Long back, I happened to watch a Hollywood movie on college life. It showed some girls, very popular - the 'in' set, who everyone wanted to be like. It was a classic movie about peer pressure and acceptance, based on how your worth was measured by your good looks. A lot of movies are based on these issues but somehow the message gets lost in the visual extravaganza of beautiful bodies and faces, the revelry of teen life, and the burning need of the teenagers watching these movies to be like one of those on celluloid, despite the 'bad' consequences these characters end up facing! One thing that really stayed with me was that the most popular girl was secretly 'bulimic'. That was the first I ever heard of this condition. I also remember watching something else on 'anorexia'. These issues really haunted me for a long time and I wanted to know more on the subject. Soon I understood that these were serious mental diseases and a bane of our modern society.

'Bulimia Nervosa' and 'Anorexia Nervosa', as the names suggest, are disorders of the brain and nervous system. According to medical research, dieting, over-exercising and binge-eating satisfy all the clinical and biological criteria for addictions like smoking, drinking or drug abuse! In Anorexia, the person displays a tendency to starve oneself and has a decreasing interest in food, while in Bulimia, the person has increasing difficulty in resisting food and becomes a compulsive eater, who binges on food, and then uses laxatives, diuretics, enemas, self-induced vomitting, or excessive exercises to stay slim. Anorexia, apparently, has the most severe consequence with a mortality rate higher than that of almost all other mental disorders! It usually begins with a perfectly normal weight-reducing diet, the person loses weight, eats less and less until she is almost skin and bones. It affects young people of both sexes, although ninety percent are females from well-off homes.

Think about a Barbie doll. What is the mental image you get? The first thing you think of is an almost non-existent waist and bottom, and a thin and curvaceous figure! And this is what our children, especially girls, grow up with. Then all they watch on TV and celluloid are extremely thin people with beautiful faces. They are not obviously aware of all the contributions of the medical scalpel behind these beautiful bodies and faces! And even if they are, they get the message that anything is justified to get that kind of body or face, even surgery, excessive dieting or exercise. Everywhere they look around them, they are faced with unrealistic expectations of beauty or handsomeness, so it's inevitable that most of them find themselves falling short! God has not created everyone to look the same, but everyone wants to fit into a certain image of beauty. Apparels, cosmetics, automobiles, food, beverages, appliances, you name it, and you will find beautiful bodies selling these things! The impact of these visuals, day and night on the minds of children, even adults, is mind-boggling!

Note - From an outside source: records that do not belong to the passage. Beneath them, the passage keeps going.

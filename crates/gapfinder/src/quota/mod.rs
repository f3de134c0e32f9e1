//! Subscription tiers, usage accounting and admission control.

pub mod gate;
pub mod ledger;
pub mod subscription;
pub mod tiers;

pub use gate::{QuotaCheck, QuotaGate, ResourceUsage, UsageSummary};
pub use ledger::{UsageLedger, UsageRecord};
pub use subscription::{BillingEvent, Subscription, SubscriptionStatus, SubscriptionStore};
pub use tiers::{format_limit, usage_percent, Resource, Tier, TierLimits, UNLIMITED};
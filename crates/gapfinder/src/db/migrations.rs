//! Database migration system.
//!
//! Tracks applied migrations in a `_migrations` table and applies
//! pending ones in order, each inside its own transaction.

use rusqlite::Connection;

use super::error::DatabaseError;

/// A single migration definition.
struct Migration {
    version: u32,
    description: &'static str,
    sql: &'static str,
}

/// All migrations in order. Each is applied at most once.
const MIGRATIONS: &[Migration] = &[
    Migration {
        version: 1,
        description: "create_batch_jobs_table",
        sql: include_str!("sql/001_create_batch_jobs.sql"),
    },
    Migration {
        version: 2,
        description: "create_job_items_table",
        sql: include_str!("sql/002_create_job_items.sql"),
    },
    Migration {
        version: 3,
        description: "create_subscriptions_table",
        sql: include_str!("sql/003_create_subscriptions.sql"),
    },
    Migration {
        version: 4,
        description: "create_usage_records_table",
        sql: include_str!("sql/004_create_usage_records.sql"),
    },
];

/// Runs all pending migrations on the given connection.
pub fn run_all(conn: &Connection) -> Result<(), DatabaseError> {
    conn.execute_batch(
        "CREATE TABLE IF NOT EXISTS _migrations (
            version INTEGER PRIMARY KEY,
            description TEXT NOT NULL,
            applied_at TEXT NOT NULL DEFAULT (datetime('now'))
        );",
    )?;

    let current_version: u32 = conn.query_row(
        "SELECT COALESCE(MAX(version), 0) FROM _migrations",
        [],
        |r| r.get(0),
    )?;

    for migration in MIGRATIONS {
        if migration.version <= current_version {
            continue;
        }

        log::info!(
            "Running migration v{}: {}",
            migration.version,
            migration.description
        );

        let tx = conn.unchecked_transaction()?;
        tx.execute_batch(migration.sql)
            .map_err(|e| DatabaseError::Migration {
                version: migration.version,
                reason: e.to_string(),
            })?;
        tx.execute(
            "INSERT INTO _migrations (version, description) VALUES (?1, ?2)",
            rusqlite::params![migration.version, migration.description],
        )?;
        tx.commit()?;
    }

    Ok(())
}
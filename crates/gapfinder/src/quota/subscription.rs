//! Subscriptions: the billing state machine and its store.
//!
//! An owner without a stored subscription is on Free for the calendar month.
//! Stored subscriptions roll forward by whole months, each period starting
//! where the previous one ended.

use std::fmt;
use std::str::FromStr;
use std::sync::Arc;

use chrono::{DateTime, Datelike, Months, TimeZone, Utc};
use serde::{Deserialize, Serialize};

use crate::clock::Clock;
use crate::db::subscription_repo::{self, SubscriptionRow};
use crate::db::usage_repo;
use crate::db::{format_timestamp, parse_timestamp, Database, DatabaseError};
use crate::error::{Result, SubscriptionError};

use super::tiers::Tier;

#[derive(Debug, Clone, Copy, PartialEq, Eq, Hash, Serialize, Deserialize)]
#[serde(rename_all = "snake_case")]
pub enum SubscriptionStatus {
    Active,
    Trialing,
    PastDue,
    Canceled,
}

impl SubscriptionStatus {
    pub fn as_str(&self) -> &'static str {
        match self {
            SubscriptionStatus::Active => "active",
            SubscriptionStatus::Trialing => "trialing",
            SubscriptionStatus::PastDue => "past_due",
            SubscriptionStatus::Canceled => "canceled",
        }
    }
}

impl fmt::Display for SubscriptionStatus {
    fn fmt(&self, f: &mut fmt::Formatter<'_>) -> fmt::Result {
        f.write_str(self.as_str())
    }
}

impl FromStr for SubscriptionStatus {
    type Err = String;

    fn from_str(s: &str) -> std::result::Result<Self, Self::Err> {
        match s {
            "active" => Ok(SubscriptionStatus::Active),
            "trialing" => Ok(SubscriptionStatus::Trialing),
            "past_due" => Ok(SubscriptionStatus::PastDue),
            "canceled" => Ok(SubscriptionStatus::Canceled),
            other => Err(format!("unknown subscription status '{}'", other)),
        }
    }
}

/// Events from the external billing provider.
#[derive(Debug, Clone, Copy, PartialEq, Eq, Serialize, Deserialize)]
#[serde(rename_all = "snake_case")]
pub enum BillingEvent {
    PaymentSucceeded,
    PaymentFailed,
    CancelRequested,
}

impl fmt::Display for BillingEvent {
    fn fmt(&self, f: &mut fmt::Formatter<'_>) -> fmt::Result {
        let name = match self {
            BillingEvent::PaymentSucceeded => "payment_succeeded",
            BillingEvent::PaymentFailed => "payment_failed",
            BillingEvent::CancelRequested => "cancel_requested",
        };
        f.write_str(name)
    }
}

#[derive(Debug, Clone, PartialEq, Eq, Serialize, Deserialize)]
#[serde(rename_all = "camelCase")]
pub struct Subscription {
    /// `None` for the implicit Free subscription, which is never stored.
    #[serde(skip_serializing_if = "Option::is_none")]
    pub id: Option<i64>,
    pub owner_id: String,
    pub tier: Tier,
    pub status: SubscriptionStatus,
    pub current_period_start: DateTime<Utc>,
    pub current_period_end: DateTime<Utc>,
    pub cancel_at_period_end: bool,
}

impl Subscription {
    /// The implicit Free subscription for the calendar month containing `now`.
    pub fn free(owner_id: &str, now: DateTime<Utc>) -> Self {
        let start = month_start(now);
        Self {
            id: None,
            owner_id: owner_id.to_string(),
            tier: Tier::Free,
            status: SubscriptionStatus::Active,
            current_period_start: start,
            current_period_end: add_months(start, 1),
            cancel_at_period_end: false,
        }
    }

    /// Applies a billing event, returning the next state.
    pub fn apply(&self, event: BillingEvent) -> std::result::Result<Self, SubscriptionError> {
        if self.tier == Tier::Free {
            return Err(SubscriptionError::FreeTier);
        }

        use BillingEvent::*;
        use SubscriptionStatus::*;
        let status = match (self.status, event) {
            (Trialing | Active | PastDue, PaymentSucceeded) => Active,
            (Trialing | Active | PastDue, PaymentFailed) => PastDue,
            (Trialing | Active | PastDue, CancelRequested) => Canceled,
            (Canceled, _) => {
                return Err(SubscriptionError::InvalidTransition {
                    from: self.status.to_string(),
                    event: event.to_string(),
                })
            }
        };

        let mut next = self.clone();
        next.status = status;
        next.cancel_at_period_end = status == Canceled;
        Ok(next)
    }

    pub fn contains(&self, at: DateTime<Utc>) -> bool {
        self.current_period_start <= at && at < self.current_period_end
    }

    fn from_row(row: &SubscriptionRow) -> std::result::Result<Self, DatabaseError> {
        let corrupt = |reason: String| DatabaseError::Corrupt {
            table: "subscriptions",
            reason,
        };
        Ok(Self {
            id: Some(row.id),
            owner_id: row.owner_id.clone(),
            tier: row.tier.parse().map_err(corrupt)?,
            status: row.status.parse().map_err(corrupt)?,
            current_period_start: parse_timestamp(&row.current_period_start, "subscriptions")?,
            current_period_end: parse_timestamp(&row.current_period_end, "subscriptions")?,
            cancel_at_period_end: row.cancel_at_period_end,
        })
    }

    fn to_row(&self, now: DateTime<Utc>) -> SubscriptionRow {
        let now = format_timestamp(now);
        SubscriptionRow {
            id: self.id.unwrap_or_default(),
            owner_id: self.owner_id.clone(),
            tier: self.tier.as_str().to_string(),
            status: self.status.as_str().to_string(),
            current_period_start: format_timestamp(self.current_period_start),
            current_period_end: format_timestamp(self.current_period_end),
            cancel_at_period_end: self.cancel_at_period_end,
            created_at: now.clone(),
            updated_at: now,
        }
    }
}

pub(crate) fn month_start(at: DateTime<Utc>) -> DateTime<Utc> {
    Utc.with_ymd_and_hms(at.year(), at.month(), 1, 0, 0, 0)
        .single()
        .unwrap_or(at)
}

pub(crate) fn add_months(at: DateTime<Utc>, months: u32) -> DateTime<Utc> {
    at.checked_add_months(Months::new(months))
        .unwrap_or(DateTime::<Utc>::MAX_UTC)
}

/// Reads and writes the effective subscription of each owner.
pub struct SubscriptionStore {
    db: Database,
    clock: Arc<dyn Clock>,
}

impl SubscriptionStore {
    pub fn new(db: Database, clock: Arc<dyn Clock>) -> Self {
        Self { db, clock }
    }

    pub fn clock(&self) -> &Arc<dyn Clock> {
        &self.clock
    }

    /// The effective subscription as stored, without rolling its period.
    pub fn current(&self, owner_id: &str) -> Result<Subscription> {
        match subscription_repo::latest_for_owner(&self.db, owner_id)? {
            Some(row) => Ok(Subscription::from_row(&row)?),
            None => Ok(Subscription::free(owner_id, self.clock.now())),
        }
    }

    /// Starts a new subscription whose first period begins now. It becomes
    /// the owner's effective subscription. The period it supersedes, and the
    /// usage record of that period, end at the same instant.
    pub fn subscribe(
        &self,
        owner_id: &str,
        tier: Tier,
        status: SubscriptionStatus,
    ) -> Result<Subscription> {
        let now = self.clock.now();
        let mut sub = Subscription {
            id: None,
            owner_id: owner_id.to_string(),
            tier,
            status,
            current_period_start: now,
            current_period_end: add_months(now, 1),
            cancel_at_period_end: false,
        };
        let stamp = format_timestamp(now);
        let end = format_timestamp(sub.current_period_end);
        let row = sub.to_row(now);
        let id = self.db.with_transaction(|conn| {
            subscription_repo::close_periods_in(conn, owner_id, &stamp)?;
            if usage_repo::close_open_period_in(conn, owner_id, &stamp, &end, &stamp)? {
                log::debug!("Closed usage period of {} at {}", owner_id, stamp);
            }
            subscription_repo::insert_in(conn, &row)
        })?;
        sub.id = Some(id);
        log::info!("Owner {} subscribed to {} ({})", owner_id, tier, status);
        Ok(sub)
    }

    /// Applies a billing event to the owner's effective subscription.
    pub fn apply_event(&self, owner_id: &str, event: BillingEvent) -> Result<Subscription> {
        let current = self.current(owner_id)?;
        let next = current.apply(event)?;
        if next.id.is_some() {
            subscription_repo::update(&self.db, &next.to_row(self.clock.now()))?;
        }
        log::info!(
            "Subscription of {} moved {} -> {} on {}",
            owner_id,
            current.status,
            next.status,
            event
        );
        Ok(next)
    }

    /// Moves a stored subscription whose period has ended forward until the
    /// period contains now. A canceled subscription is replaced by Free.
    pub fn advance_period(&self, owner_id: &str) -> Result<Subscription> {
        let now = self.clock.now();
        let current = self.current(owner_id)?;
        if current.id.is_none() || now < current.current_period_end {
            return Ok(current);
        }

        let (start, end) = next_period_containing(current.current_period_end, now);

        if current.status == SubscriptionStatus::Canceled || current.cancel_at_period_end {
            let free = Subscription {
                id: None,
                owner_id: owner_id.to_string(),
                tier: Tier::Free,
                status: SubscriptionStatus::Active,
                current_period_start: start,
                current_period_end: end,
                cancel_at_period_end: false,
            };
            let id = subscription_repo::insert(&self.db, &free.to_row(now))?;
            log::info!(
                "Canceled {} subscription of {} ended, falling back to free",
                current.tier,
                owner_id
            );
            return Ok(Subscription { id: Some(id), ..free });
        }

        let mut rolled = current;
        rolled.current_period_start = start;
        rolled.current_period_end = end;
        subscription_repo::update(&self.db, &rolled.to_row(now))?;
        log::info!(
            "Rolled {} period of {} to {}",
            rolled.tier,
            owner_id,
            format_timestamp(start)
        );
        Ok(rolled)
    }
}

/// Steps month by month from `from` until the period contains `now`.
fn next_period_containing(
    from: DateTime<Utc>,
    now: DateTime<Utc>,
) -> (DateTime<Utc>, DateTime<Utc>) {
    let mut start = from;
    let mut end = add_months(start, 1);
    while end <= now && end > start {
        start = end;
        end = add_months(start, 1);
    }
    (start, end)
}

If that is not enough, there is more available in the gossip magazines, cinema and sports celebrities to emulate. They spend hours every day in front of the mirror, preening themselves, checking their clothes, hairstyles, bodily attributes, their complexion, everything is under a microscope! And I've personally experienced the trend that most parents tend to pass it off as a 'passing phase'. But the reality is that many adolescents fall prey to this, and the worst is, the parents are the last to know about it. In my own experience, I have seen many a young child refuse even a normal amount of food, for fear of “putting on weight”! Parents have no time these days to watch out for these harmful tendencies in their children, as they are too busy. Staying fit and eating healthy should never be equated to over-exercising or eating less.

All this is leading to a huge identity crisis. Children suffer from low self-image. Children in the West spend a lot of time and money on skin darkening, whereas their 'darker' counterparts in Eastern countries spend the same on getting a 'fair' complexion! Boys want to look taller and muscular, girls want to look thin and petite. This altering and adjusting of their bodies is done to gain recognition and acceptance from the opposite sex, their peer group, as also to measure up to the body images promoted by today's media. Behavioural scientists consider these diseases to be family ones rather than individual ones. That is why it has been noticed that family therapy has proven to be the best cure for anorexics. They are able to develop a healthier identity and gain more individuality.

In today's context, there is only so much we can do to control what our children watch, who they meet, what they look up to, etc. The only thing we can give them is the right kind of guidance, help them to be level-headed and balanced enough to withstand peer pressure, and we can stay involved enough in their lives for them to be aware of our attention and unconditional love. There is no substitute for any of these.